Texas Textbooks Are Slowly Working To Remove Slavery From American History

Credit: Larry Kolvoord
Credit: Larry Kolvoord

Approved in 2010 and implemented in 2015, the Texas Board of Education voted to gradually remove the horror and history of slavery from textbooks administered to junior high and high school students.

American history has typically been “whitewashed,” as many point out that facts about the genocide of Native Americans, the brutality of slavery, and the dreadfulness of Japanese internment camps are watered down to lessen America’s past involvement in hate crimes. The less topics like these are discussed, the more racism and blind nationalism are ingrained into an already overly racist and nationalistic America.

Texas has decided to push this agenda even further by asking that textbook providers for their state follow their new curriculum, which was implemented last fall.

The new curriculum involves new language that diminishes the horrendous practice of slavery and all of the violence, discrimination, and torture that came with it and persevered long after slavery was abolished.

Not only is the language changed, but the texts state that slavery was a side issue in the Civil War, not the main cause. Slavery was the primary cause of the Civil War and the secession of the Southern states, and the demand for individual states rights not involving the federal government was just a product of their demand for the continued use of slaves.

As Steve Nelson from the Huffington Post wrote,

“The implications of this approach to education are evident in current political debate. If anything, our schools must become more critical of our past, not less. To de-emphasize the stain of slavery, the persistence of racism, the reality of sexism and the history of homophobia is to sentence future generations to ongoing social injustice.”

Credit: Roni Dean-Burren
Credit: Roni Dean-Burren

One example of the undermining of slavery is a caption that said that “immigration” from Africa to America involved many “workers” coming to the states rather than explaining that the slaves were forced to go.

A writing professor from Dartmouth, Ellen Rockmore, explains that the actual language of the textbook carefully depicts slavery as having an upside, while subverting the awful torture that slaves endured.

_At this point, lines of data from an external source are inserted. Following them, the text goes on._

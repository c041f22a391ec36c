//! Per-field heuristics over a parsed product page.
//!
//! Every function here is infallible; a missing signal falls back to a default.

pub mod brand;
pub mod documents;
pub mod language;
pub mod model;
pub mod product_type;
pub mod thumbnail;

pub use brand::{classify_brand, Brand};
pub use documents::{categorize_documents, find_pdf_candidates, Documents};
pub use language::detect_language;
pub use model::{extract_model, UNKNOWN_MODEL};
pub use product_type::classify_product_type;
pub use thumbnail::resolve_thumbnail;
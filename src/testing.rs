//! Tiny HTTP/1.1 server on 127.0.0.1 for exercising fetch and sitemap code offline.

use std::collections::HashMap;
use std::net::SocketAddr;
use std::sync::{Arc, Mutex};

use tokio::io::{AsyncReadExt, AsyncWriteExt};
use tokio::net::TcpListener;

#[derive(Debug, Clone)]
pub struct Reply {
    pub status: u16,
    pub headers: Vec<(String, String)>,
    pub body: Vec<u8>,
}

impl Reply {
    pub fn ok(content_type: &str, body: impl Into<Vec<u8>>) -> Self {
        Self {
            status: 200,
            headers: vec![("Content-Type".into(), content_type.into())],
            body: body.into(),
        }
    }

    pub fn xml(body: &str) -> Self {
        Self::ok("application/xml", body)
    }

    pub fn status(status: u16) -> Self {
        Self {
            status,
            headers: Vec::new(),
            body: Vec::new(),
        }
    }

    pub fn redirect(location: &str) -> Self {
        Self {
            status: 302,
            headers: vec![("Location".into(), location.into())],
            body: Vec::new(),
        }
    }

    fn to_bytes(&self) -> Vec<u8> {
        let reason = reqwest::StatusCode::from_u16(self.status)
            .ok()
            .and_then(|s| s.canonical_reason())
            .unwrap_or("Unknown");
        let mut out = format!("HTTP/1.1 {} {}\r\n", self.status, reason);
        for (name, value) in &self.headers {
            out.push_str(&format!("{name}: {value}\r\n"));
        }
        out.push_str(&format!(
            "Content-Length: {}\r\nConnection: close\r\n\r\n",
            self.body.len()
        ));
        let mut bytes = out.into_bytes();
        bytes.extend_from_slice(&self.body);
        bytes
    }
}

#[derive(Default)]
struct State {
    /// Replies per path; the last one repeats once the list runs out.
    routes: HashMap<String, Vec<Reply>>,
    hits: HashMap<String, usize>,
    requests: Vec<String>,
}

impl State {
    fn answer(&mut self, path: &str, head: String) -> Reply {
        self.requests.push(head);
        let n = self.hits.entry(path.to_string()).or_default();
        *n += 1;
        match self.routes.get(path) {
            Some(replies) if !replies.is_empty() => {
                replies[(*n - 1).min(replies.len() - 1)].clone()
            }
            _ => Reply::status(404),
        }
    }
}

pub struct TestServer {
    addr: SocketAddr,
    state: Arc<Mutex<State>>,
}

impl TestServer {
    pub async fn start() -> Self {
        let listener = TcpListener::bind("127.0.0.1:0").await.unwrap();
        let addr = listener.local_addr().unwrap();
        let state = Arc::new(Mutex::new(State::default()));

        let shared = Arc::clone(&state);
        tokio::spawn(async move {
            while let Ok((mut stream, _)) = listener.accept().await {
                let state = Arc::clone(&shared);
                tokio::spawn(async move {
                    let mut head = Vec::new();
                    let mut buf = [0u8; 1024];
                    while !head.windows(4).any(|w| w == b"\r\n\r\n") {
                        match stream.read(&mut buf).await {
                            Ok(0) | Err(_) => return,
                            Ok(n) => head.extend_from_slice(&buf[..n]),
                        }
                    }
                    let head = String::from_utf8_lossy(&head).into_owned();
                    let path = head.split_whitespace().nth(1).unwrap_or("/").to_string();
                    let reply = state.lock().unwrap().answer(&path, head);
                    let _ = stream.write_all(&reply.to_bytes()).await;
                    let _ = stream.shutdown().await;
                });
            }
        });

        Self { addr, state }
    }

    pub fn route(&self, path: &str, replies: Vec<Reply>) {
        self.state
            .lock()
            .unwrap()
            .routes
            .insert(path.to_string(), replies);
    }

    pub fn url(&self, path: &str) -> String {
        format!("http://{}{}", self.addr, path)
    }

    pub fn hits(&self, path: &str) -> usize {
        self.state.lock().unwrap().hits.get(path).copied().unwrap_or(0)
    }

    /// Raw request heads in arrival order.
    pub fn requests(&self) -> Vec<String> {
        self.state.lock().unwrap().requests.clone()
    }
}
use crate::parser::ProductPage;

const DEFAULT_LANGUAGE: &str = "en";

/// Primary subtag of `<html lang>`, else a language path segment, else `en`.
pub fn detect_language(page: &ProductPage) -> String {
    let lang = page
        .html
        .root_element()
        .value()
        .attr("lang")
        .map(str::trim)
        .unwrap_or("");
    if !lang.is_empty() {
        return lang.split('-').next().unwrap_or(lang).to_string();
    }

    let url = page.url.as_str();
    if url.contains("/es/") || url.contains("/spanish/") {
        return "es".to_string();
    }
    if url.contains("/fr/") || url.contains("/french/") {
        return "fr".to_string();
    }
    DEFAULT_LANGUAGE.to_string()
}
// Metronome - Bar boundary detection for the click track
// One click per bar crossing, guarded against repeated ticks on the same beat

use crate::audio::voice_port::ClickType;
use crate::sequencer::timeline::TempoConfig;
use crate::sequencer::transport::PlaybackState;

/// Decide whether the current tick should fire a metronome click
///
/// Several ticks usually land on the same beat, so the beat index is only
/// acted upon when it differs from `last_beat_index`. Clicks fire on bar
/// boundaries only; the first bar of the loop is accented. When the
/// metronome is disabled the state is left untouched.
pub fn check_for_click(state: &mut PlaybackState, tempo: &TempoConfig) -> Option<ClickType> {
    if !state.metronome_enabled {
        return None;
    }

    let beat_index = tempo.beat_index(state.playhead_position);
    if beat_index == state.last_beat_index {
        return None;
    }
    state.last_beat_index = beat_index;

    if beat_index.rem_euclid(tempo.beats_per_bar as i64) != 0 {
        return None;
    }

    if beat_index == 0 {
        Some(ClickType::Accent)
    } else {
        Some(ClickType::Regular)
    }
}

An excerpt from the textbook reads, “Some slaves reported that their masters treated them kindly. To protect their investment, some slaveholders provided adequate food and clothing for their slaves. However, severe treatment was very common. Whippings, brandings, and even worse torture were all part of American slavery.”

Rockmore states that by using real people as subjects (slaves, slaveholders), it humanizes the actions in the sentence and makes them more tangible. The only sentences that use people as subjects are the ones that are painting slavery as a good institution, like saying that slaveholders provided food and clothes and that some were kind. The sentences that don’t use real people are the ones that attempt to undermine the “severe treatment” and the “whippings, brandings” that slaves endured. By omitting slaves as the actual subject from the sentences, it dehumanizes the true victims and can cause readers to pass right over them.

The textbooks go on to say that there were many upsides to slavery, such as the spread of folk tales, the strengthening of African-American culture, and the impact slaves had on Southern agriculture and the economy.

Fortunately, the new textbook content isn’t as terrible as some anticipated it to be. Initial reports stated that the textbooks were going to omit the history of the KKK and Jim Crow laws, both of which are critical to telling the story of American slavery. For now, these important facts have not been omitted—yet.